Your assignment: Keep every line in which "nest" occurs and drop the rest of the data.

Source information:
----

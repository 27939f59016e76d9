//! JSON transport over the catalog services.

mod error;
mod middleware;

pub use error::{ApiError, ApiErrorBody, ApiErrorMessage, codes};
pub use middleware::{RateLimitState, RequestContext};

use axum::{
    Json, Router,
    extract::{Path, Query, State},
    http::StatusCode,
    middleware as axum_middleware,
    response::{IntoResponse, Response},
    routing::get,
};

use crate::application::catalog::CatalogServices;
use crate::application::entity::EntityService;
use crate::application::health::{HealthLevel, HealthService};
use crate::application::pagination::{PageParams, PageRequest};
use crate::domain::entities::Entity;

use middleware::{log_responses, rate_limit, set_request_context};

#[derive(Clone)]
pub struct HttpState {
    pub catalog: CatalogServices,
    pub health: HealthService,
    pub rate_limit: RateLimitState,
}

pub fn build_router(state: HttpState) -> Router {
    let HttpState {
        catalog,
        health,
        rate_limit: limits,
    } = state;

    Router::new()
        .nest("/categories", resource_router(catalog.categories))
        .nest("/products", resource_router(catalog.products))
        .nest("/clients", resource_router(catalog.clients))
        .nest("/addresses", resource_router(catalog.addresses))
        .nest("/orders", resource_router(catalog.orders))
        .nest("/order_details", resource_router(catalog.order_details))
        .nest("/bills", resource_router(catalog.bills))
        .nest("/reviews", resource_router(catalog.reviews))
        .route("/health_check", get(health_check).with_state(health))
        .layer(axum_middleware::from_fn_with_state(limits, rate_limit))
        .layer(axum_middleware::from_fn(log_responses))
        .layer(axum_middleware::from_fn(set_request_context))
}

/// CRUD routes for one entity, mounted under its collection path.
fn resource_router<E: Entity>(service: EntityService<E>) -> Router {
    Router::new()
        .route("/", get(list_records::<E>).post(create_record::<E>))
        .route(
            "/{id}",
            get(get_record::<E>)
                .put(update_record::<E>)
                .delete(delete_record::<E>),
        )
        .with_state(service)
}

async fn list_records<E: Entity>(
    State(service): State<EntityService<E>>,
    Query(params): Query<PageParams>,
) -> Result<Json<Vec<E>>, ApiError> {
    let records = service.list(PageRequest::from(params)).await?;
    Ok(Json(records))
}

async fn get_record<E: Entity>(
    State(service): State<EntityService<E>>,
    Path(id): Path<i64>,
) -> Result<Json<E>, ApiError> {
    Ok(Json(service.get(id).await?))
}

async fn create_record<E: Entity>(
    State(service): State<EntityService<E>>,
    Json(draft): Json<E::Draft>,
) -> Result<impl IntoResponse, ApiError> {
    let record = service.create(draft).await?;
    Ok((StatusCode::CREATED, Json(record)))
}

async fn update_record<E: Entity>(
    State(service): State<EntityService<E>>,
    Path(id): Path<i64>,
    Json(draft): Json<E::Draft>,
) -> Result<Json<E>, ApiError> {
    Ok(Json(service.update(id, draft).await?))
}

async fn delete_record<E: Entity>(
    State(service): State<EntityService<E>>,
    Path(id): Path<i64>,
) -> Result<StatusCode, ApiError> {
    service.delete(id).await?;
    Ok(StatusCode::NO_CONTENT)
}

async fn health_check(State(health): State<HealthService>) -> Response {
    let report = health.check().await;
    let status = if report.status == HealthLevel::Critical {
        StatusCode::SERVICE_UNAVAILABLE
    } else {
        StatusCode::OK
    };
    (status, Json(report)).into_response()
}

----

Exercise output:
        .nest("/categories", resource_router(catalog.categories))
        .nest("/products", resource_router(catalog.products))
        .nest("/clients", resource_router(catalog.clients))
        .nest("/addresses", resource_router(catalog.addresses))
        .nest("/orders", resource_router(catalog.orders))
        .nest("/order_details", resource_router(catalog.order_details))
        .nest("/bills", resource_router(catalog.bills))
        .nest("/reviews", resource_router(catalog.reviews))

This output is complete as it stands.